▸ **Your assignment**
In the records below, find every line that contains "opened" and list it.

BEGIN Information supplied

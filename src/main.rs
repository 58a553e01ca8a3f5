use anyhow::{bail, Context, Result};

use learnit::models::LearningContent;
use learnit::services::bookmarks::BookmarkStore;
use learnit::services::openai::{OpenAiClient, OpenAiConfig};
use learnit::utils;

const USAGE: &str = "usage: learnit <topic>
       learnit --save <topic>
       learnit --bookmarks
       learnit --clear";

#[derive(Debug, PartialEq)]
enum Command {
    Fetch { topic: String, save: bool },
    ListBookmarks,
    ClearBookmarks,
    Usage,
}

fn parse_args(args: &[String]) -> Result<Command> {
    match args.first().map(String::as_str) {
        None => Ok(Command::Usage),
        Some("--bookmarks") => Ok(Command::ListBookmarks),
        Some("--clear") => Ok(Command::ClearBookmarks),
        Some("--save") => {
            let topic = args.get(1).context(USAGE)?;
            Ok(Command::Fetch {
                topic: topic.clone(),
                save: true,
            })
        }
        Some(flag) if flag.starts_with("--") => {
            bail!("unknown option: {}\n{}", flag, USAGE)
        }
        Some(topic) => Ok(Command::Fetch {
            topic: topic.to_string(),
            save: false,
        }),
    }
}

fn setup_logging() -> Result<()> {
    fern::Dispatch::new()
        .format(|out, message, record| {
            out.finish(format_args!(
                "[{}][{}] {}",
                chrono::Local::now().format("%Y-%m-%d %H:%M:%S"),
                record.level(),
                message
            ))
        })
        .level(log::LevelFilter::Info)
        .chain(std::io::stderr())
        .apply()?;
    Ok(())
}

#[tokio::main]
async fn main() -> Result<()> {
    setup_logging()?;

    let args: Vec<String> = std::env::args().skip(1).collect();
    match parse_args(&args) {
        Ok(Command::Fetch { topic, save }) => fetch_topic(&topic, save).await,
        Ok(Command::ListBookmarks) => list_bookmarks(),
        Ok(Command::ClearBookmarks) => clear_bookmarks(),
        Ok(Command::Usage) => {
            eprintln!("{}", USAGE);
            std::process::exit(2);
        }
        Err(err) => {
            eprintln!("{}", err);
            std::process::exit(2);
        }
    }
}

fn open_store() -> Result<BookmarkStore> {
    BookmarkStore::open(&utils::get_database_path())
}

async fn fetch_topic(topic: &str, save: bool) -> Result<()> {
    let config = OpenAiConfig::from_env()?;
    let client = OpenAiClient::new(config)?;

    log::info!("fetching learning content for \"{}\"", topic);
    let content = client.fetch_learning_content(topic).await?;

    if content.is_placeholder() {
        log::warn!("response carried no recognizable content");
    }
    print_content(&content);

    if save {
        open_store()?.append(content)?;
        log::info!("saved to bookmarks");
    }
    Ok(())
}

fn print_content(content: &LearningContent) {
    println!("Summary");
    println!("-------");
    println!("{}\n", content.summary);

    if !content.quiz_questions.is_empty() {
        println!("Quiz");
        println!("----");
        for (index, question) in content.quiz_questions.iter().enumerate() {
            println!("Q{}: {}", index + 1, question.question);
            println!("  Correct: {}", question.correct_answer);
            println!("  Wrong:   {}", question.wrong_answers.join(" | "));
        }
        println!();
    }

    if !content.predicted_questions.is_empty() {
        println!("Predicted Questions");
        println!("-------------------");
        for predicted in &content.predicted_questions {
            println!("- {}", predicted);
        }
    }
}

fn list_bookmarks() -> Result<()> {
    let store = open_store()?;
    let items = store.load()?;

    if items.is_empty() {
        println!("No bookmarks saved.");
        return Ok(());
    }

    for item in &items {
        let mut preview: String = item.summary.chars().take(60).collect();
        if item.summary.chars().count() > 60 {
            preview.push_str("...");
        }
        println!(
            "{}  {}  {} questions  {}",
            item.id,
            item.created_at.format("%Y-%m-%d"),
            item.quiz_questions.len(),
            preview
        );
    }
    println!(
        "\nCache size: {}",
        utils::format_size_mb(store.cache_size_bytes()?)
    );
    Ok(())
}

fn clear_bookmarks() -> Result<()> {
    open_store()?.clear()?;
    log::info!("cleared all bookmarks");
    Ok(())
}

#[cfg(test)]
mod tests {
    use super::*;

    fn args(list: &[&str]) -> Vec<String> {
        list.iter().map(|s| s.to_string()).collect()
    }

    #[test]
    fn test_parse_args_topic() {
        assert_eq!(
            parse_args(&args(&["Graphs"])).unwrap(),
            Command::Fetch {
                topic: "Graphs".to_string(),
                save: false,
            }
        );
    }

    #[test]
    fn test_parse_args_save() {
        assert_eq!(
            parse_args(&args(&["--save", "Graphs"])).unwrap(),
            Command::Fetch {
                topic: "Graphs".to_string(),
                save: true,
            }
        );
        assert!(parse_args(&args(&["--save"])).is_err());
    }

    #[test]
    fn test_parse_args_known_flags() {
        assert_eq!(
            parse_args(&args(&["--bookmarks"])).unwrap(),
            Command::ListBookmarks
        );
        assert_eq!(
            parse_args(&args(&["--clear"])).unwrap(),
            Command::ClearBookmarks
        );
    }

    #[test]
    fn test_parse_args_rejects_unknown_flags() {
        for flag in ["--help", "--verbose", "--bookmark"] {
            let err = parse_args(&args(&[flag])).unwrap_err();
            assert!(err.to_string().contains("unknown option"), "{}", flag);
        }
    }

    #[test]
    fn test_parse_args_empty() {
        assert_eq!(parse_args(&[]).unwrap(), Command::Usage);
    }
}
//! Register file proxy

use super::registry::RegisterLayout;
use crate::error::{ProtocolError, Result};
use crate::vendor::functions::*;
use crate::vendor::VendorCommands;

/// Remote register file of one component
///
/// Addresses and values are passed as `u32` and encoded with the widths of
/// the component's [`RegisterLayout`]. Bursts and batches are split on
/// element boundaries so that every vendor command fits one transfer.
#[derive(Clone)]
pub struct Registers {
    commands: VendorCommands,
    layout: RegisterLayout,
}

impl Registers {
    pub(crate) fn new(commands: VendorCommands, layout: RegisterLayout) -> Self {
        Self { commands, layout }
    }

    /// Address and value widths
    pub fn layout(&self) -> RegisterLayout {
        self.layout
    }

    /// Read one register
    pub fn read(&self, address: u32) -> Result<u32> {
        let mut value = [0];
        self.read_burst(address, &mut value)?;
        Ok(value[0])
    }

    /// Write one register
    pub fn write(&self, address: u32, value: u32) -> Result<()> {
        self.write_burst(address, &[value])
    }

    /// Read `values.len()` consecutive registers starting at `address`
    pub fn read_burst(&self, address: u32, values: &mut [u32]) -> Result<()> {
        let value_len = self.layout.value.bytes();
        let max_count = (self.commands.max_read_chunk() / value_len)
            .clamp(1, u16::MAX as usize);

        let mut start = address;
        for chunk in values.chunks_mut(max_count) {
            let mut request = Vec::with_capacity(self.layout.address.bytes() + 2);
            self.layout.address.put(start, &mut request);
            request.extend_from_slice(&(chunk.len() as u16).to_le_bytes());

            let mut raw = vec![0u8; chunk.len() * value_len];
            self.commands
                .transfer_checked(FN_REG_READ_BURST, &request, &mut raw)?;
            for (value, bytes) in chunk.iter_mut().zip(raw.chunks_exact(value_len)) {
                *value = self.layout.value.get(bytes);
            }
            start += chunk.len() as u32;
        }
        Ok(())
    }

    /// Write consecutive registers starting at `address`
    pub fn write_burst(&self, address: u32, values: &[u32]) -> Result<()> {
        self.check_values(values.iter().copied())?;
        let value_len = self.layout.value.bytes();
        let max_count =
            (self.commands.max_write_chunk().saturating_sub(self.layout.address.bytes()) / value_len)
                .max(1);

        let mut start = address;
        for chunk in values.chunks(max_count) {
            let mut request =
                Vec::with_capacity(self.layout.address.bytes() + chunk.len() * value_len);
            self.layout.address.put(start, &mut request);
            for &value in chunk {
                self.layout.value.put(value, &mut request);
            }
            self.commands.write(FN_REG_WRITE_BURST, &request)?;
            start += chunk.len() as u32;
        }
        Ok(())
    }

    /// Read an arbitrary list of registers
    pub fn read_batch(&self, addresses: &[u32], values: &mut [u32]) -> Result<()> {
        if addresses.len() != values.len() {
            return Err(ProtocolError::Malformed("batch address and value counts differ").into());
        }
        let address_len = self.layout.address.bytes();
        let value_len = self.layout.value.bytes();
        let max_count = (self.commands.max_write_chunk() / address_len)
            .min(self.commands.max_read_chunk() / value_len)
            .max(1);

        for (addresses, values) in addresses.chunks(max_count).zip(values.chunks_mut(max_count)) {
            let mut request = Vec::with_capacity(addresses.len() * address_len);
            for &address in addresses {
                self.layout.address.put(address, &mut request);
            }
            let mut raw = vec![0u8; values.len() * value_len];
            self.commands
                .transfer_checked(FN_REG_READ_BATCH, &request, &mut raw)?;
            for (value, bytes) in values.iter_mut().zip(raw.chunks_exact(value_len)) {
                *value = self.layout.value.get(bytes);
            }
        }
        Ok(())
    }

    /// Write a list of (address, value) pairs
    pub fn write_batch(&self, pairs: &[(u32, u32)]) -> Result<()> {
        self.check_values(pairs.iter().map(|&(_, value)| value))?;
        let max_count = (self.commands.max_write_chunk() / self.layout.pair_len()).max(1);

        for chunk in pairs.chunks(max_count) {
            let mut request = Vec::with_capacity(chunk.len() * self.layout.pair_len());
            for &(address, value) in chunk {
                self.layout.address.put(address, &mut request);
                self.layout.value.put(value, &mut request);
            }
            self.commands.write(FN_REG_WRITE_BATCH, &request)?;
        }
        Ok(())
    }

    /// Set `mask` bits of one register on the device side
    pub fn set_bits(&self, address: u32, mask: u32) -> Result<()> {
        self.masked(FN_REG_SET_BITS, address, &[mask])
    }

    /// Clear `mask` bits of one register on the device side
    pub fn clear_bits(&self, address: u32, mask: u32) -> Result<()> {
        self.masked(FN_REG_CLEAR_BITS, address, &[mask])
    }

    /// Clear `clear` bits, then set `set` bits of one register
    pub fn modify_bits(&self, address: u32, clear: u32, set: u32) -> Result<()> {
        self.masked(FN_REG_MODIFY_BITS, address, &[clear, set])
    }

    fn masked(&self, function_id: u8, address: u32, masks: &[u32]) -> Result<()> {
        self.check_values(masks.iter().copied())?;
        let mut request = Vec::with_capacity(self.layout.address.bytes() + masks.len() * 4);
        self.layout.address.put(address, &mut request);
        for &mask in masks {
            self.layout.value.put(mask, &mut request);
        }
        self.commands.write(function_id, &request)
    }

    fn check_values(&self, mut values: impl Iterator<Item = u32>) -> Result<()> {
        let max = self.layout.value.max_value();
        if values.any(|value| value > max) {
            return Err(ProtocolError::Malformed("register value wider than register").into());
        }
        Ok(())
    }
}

END Information supplied
BEGIN Information supplied

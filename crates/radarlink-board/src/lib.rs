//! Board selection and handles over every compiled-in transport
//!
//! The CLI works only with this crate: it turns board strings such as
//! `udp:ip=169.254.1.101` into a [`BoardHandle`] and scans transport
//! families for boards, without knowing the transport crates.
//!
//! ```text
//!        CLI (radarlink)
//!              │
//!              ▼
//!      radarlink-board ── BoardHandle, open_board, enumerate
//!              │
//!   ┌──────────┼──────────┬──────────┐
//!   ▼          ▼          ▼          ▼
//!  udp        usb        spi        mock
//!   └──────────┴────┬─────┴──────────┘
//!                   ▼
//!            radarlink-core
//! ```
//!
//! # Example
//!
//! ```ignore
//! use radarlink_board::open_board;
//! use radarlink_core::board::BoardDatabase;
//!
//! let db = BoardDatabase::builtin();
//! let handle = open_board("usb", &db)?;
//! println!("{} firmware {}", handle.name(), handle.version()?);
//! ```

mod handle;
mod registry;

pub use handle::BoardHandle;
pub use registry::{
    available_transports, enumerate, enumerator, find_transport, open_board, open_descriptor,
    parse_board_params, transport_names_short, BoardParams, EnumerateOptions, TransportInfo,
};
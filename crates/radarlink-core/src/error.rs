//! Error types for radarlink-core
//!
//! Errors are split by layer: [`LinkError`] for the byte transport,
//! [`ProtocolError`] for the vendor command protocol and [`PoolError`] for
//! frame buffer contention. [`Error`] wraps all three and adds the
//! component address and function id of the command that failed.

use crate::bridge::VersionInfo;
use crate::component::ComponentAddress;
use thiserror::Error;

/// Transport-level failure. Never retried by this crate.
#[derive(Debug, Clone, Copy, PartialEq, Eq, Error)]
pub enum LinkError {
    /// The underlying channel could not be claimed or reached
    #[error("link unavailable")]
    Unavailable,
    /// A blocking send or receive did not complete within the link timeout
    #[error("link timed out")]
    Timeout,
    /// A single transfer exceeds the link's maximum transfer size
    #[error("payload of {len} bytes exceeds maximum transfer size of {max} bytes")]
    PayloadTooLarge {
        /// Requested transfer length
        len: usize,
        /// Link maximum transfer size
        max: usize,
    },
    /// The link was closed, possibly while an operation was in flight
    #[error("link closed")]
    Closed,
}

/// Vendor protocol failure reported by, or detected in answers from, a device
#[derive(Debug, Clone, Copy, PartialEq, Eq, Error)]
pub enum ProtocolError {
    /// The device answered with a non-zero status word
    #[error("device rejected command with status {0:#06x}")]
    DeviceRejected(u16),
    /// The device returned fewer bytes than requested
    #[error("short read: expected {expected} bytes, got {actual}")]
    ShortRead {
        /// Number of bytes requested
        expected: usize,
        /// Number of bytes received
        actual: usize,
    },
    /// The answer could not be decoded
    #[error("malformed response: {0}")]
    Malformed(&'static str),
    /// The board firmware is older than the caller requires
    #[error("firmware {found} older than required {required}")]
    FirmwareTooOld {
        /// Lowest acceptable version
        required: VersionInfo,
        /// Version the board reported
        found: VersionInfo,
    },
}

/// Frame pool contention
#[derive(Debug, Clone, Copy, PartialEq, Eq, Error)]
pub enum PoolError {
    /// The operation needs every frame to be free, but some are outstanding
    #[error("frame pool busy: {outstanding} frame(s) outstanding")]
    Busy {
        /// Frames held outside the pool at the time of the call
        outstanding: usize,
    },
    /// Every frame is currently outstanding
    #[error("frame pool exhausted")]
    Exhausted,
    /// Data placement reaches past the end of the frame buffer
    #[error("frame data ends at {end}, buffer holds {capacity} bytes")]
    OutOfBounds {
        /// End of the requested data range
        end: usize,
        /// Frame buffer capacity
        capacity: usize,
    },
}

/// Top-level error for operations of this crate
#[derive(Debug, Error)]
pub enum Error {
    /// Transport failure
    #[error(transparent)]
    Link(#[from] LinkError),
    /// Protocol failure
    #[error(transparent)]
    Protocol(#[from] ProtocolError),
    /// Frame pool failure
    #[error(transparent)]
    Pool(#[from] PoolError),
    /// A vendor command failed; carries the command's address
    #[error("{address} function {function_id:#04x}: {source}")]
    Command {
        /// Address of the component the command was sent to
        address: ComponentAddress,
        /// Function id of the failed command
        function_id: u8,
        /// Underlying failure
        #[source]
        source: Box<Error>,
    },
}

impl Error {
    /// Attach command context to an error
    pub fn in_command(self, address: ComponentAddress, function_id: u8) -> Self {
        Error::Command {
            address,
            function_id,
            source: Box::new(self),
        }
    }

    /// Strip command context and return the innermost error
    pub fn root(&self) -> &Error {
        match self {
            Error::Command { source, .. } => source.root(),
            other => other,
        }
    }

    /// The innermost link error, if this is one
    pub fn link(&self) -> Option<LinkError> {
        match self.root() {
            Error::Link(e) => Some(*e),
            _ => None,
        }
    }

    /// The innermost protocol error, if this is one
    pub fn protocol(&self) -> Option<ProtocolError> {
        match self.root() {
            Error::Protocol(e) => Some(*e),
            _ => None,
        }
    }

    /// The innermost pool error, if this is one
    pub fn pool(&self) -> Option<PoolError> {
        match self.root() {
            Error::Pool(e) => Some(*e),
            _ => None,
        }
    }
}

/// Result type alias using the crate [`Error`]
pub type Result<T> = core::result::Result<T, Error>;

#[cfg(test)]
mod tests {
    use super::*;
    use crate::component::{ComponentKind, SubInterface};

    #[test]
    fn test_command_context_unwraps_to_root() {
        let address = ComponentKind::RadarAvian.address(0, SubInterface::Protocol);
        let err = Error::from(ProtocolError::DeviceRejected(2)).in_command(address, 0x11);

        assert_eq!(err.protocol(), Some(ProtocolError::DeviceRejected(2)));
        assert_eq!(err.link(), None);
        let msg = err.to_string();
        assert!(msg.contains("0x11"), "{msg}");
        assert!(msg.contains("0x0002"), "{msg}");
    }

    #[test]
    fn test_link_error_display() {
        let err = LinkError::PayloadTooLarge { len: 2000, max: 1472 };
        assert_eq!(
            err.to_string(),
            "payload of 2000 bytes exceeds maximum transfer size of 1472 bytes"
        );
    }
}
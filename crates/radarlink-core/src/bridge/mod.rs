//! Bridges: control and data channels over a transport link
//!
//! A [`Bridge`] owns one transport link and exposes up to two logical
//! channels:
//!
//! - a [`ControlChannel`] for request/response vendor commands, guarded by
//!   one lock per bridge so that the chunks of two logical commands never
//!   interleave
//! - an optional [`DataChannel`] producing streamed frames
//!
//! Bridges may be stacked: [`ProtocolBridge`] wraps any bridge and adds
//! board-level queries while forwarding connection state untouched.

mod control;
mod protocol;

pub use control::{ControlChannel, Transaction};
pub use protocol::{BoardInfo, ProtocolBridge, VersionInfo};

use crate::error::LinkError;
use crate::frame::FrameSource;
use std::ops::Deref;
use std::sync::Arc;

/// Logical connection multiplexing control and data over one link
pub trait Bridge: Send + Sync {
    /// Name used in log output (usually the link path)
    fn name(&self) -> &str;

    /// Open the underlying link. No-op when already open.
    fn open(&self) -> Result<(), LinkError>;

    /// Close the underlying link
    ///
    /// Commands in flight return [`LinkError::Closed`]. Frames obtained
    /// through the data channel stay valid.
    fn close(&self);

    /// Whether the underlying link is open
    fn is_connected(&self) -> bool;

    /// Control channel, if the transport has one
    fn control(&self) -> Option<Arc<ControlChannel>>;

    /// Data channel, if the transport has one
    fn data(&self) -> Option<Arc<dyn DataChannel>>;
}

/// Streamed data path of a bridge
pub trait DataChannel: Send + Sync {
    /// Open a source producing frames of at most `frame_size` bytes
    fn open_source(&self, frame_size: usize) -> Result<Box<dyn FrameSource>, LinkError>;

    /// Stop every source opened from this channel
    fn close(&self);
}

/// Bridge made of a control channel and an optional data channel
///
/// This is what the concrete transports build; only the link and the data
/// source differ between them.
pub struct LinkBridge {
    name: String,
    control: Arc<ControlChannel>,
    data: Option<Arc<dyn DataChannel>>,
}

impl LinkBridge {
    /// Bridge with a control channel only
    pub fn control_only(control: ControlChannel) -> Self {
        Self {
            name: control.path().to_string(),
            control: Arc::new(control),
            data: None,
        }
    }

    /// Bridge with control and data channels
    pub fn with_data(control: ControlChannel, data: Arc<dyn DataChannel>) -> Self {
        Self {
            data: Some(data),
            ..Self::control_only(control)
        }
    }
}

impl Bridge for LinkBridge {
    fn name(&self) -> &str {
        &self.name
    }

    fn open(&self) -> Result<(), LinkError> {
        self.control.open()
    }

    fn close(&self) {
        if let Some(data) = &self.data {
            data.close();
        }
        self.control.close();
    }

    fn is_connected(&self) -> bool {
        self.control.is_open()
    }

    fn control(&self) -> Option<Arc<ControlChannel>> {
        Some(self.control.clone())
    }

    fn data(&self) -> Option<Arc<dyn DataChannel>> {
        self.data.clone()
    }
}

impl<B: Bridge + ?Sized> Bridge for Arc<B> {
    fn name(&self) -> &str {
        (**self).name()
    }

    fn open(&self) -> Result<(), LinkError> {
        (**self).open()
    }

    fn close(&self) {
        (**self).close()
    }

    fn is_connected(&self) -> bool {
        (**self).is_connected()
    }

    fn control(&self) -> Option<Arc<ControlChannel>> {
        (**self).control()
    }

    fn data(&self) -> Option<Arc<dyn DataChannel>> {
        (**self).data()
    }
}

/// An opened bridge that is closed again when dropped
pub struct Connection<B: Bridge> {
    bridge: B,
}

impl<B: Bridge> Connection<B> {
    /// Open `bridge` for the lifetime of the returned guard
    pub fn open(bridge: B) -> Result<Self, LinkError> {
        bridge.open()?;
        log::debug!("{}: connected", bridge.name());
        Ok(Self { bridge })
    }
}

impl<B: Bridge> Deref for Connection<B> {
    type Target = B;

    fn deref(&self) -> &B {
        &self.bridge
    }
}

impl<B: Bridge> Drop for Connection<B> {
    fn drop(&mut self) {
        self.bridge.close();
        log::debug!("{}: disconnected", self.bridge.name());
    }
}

END Information supplied
BEGIN Information supplied

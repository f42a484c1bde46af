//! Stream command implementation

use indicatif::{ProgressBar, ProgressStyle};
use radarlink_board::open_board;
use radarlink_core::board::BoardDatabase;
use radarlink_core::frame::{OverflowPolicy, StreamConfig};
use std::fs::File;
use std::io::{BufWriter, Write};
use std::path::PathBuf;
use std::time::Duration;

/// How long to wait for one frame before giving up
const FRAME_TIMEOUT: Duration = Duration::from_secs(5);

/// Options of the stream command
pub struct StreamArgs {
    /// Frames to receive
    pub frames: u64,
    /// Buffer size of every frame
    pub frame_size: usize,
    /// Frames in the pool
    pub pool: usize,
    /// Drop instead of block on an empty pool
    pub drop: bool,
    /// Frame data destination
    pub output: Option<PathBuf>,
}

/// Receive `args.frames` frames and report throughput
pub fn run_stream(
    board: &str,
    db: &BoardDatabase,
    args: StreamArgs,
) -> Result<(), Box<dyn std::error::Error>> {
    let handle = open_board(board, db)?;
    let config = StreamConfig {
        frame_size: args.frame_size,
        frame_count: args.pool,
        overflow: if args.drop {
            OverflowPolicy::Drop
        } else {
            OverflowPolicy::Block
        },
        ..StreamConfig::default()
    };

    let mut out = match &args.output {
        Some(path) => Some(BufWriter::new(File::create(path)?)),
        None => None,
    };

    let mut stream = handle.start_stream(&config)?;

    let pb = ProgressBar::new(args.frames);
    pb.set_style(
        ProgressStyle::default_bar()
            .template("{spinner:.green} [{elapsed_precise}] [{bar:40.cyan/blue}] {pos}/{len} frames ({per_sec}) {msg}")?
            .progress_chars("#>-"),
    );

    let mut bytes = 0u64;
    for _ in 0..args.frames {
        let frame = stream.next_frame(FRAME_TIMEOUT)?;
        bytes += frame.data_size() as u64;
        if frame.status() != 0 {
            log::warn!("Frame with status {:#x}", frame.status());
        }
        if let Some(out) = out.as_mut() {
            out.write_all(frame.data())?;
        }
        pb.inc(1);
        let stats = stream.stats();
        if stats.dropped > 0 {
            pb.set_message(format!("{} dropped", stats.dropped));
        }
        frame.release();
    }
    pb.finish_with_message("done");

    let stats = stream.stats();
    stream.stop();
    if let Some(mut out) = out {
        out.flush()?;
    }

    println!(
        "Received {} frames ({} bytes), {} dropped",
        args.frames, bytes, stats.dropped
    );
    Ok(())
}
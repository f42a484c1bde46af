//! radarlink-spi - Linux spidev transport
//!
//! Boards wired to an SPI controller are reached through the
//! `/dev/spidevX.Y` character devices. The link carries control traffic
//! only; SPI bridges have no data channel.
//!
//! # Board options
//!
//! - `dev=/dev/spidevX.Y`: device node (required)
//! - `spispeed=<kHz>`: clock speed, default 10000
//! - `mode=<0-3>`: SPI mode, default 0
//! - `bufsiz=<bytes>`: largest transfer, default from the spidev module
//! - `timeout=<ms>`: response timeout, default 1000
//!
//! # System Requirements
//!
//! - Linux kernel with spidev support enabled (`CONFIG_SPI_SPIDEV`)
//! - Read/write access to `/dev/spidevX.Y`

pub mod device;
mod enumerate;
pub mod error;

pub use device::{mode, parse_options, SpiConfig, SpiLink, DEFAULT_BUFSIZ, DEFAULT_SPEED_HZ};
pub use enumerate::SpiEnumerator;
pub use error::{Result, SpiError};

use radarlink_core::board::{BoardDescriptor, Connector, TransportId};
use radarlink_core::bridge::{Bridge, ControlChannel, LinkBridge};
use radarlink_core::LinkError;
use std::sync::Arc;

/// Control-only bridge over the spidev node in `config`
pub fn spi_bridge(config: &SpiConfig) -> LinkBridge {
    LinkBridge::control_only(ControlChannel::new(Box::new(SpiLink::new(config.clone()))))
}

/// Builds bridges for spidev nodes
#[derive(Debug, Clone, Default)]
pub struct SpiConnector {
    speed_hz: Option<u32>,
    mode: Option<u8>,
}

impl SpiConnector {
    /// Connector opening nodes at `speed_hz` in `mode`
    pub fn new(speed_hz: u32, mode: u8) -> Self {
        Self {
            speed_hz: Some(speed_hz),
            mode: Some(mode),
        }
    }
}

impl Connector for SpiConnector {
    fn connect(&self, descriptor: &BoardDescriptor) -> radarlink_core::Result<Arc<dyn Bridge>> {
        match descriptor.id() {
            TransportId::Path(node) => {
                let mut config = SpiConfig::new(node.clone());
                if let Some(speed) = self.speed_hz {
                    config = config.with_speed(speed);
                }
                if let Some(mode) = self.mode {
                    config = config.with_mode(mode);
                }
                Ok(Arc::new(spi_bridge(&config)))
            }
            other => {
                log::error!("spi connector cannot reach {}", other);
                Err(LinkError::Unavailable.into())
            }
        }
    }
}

END Information supplied

▸ **Solution below**
    /// Stop every source opened from this channel
/// An opened bridge that is closed again when dropped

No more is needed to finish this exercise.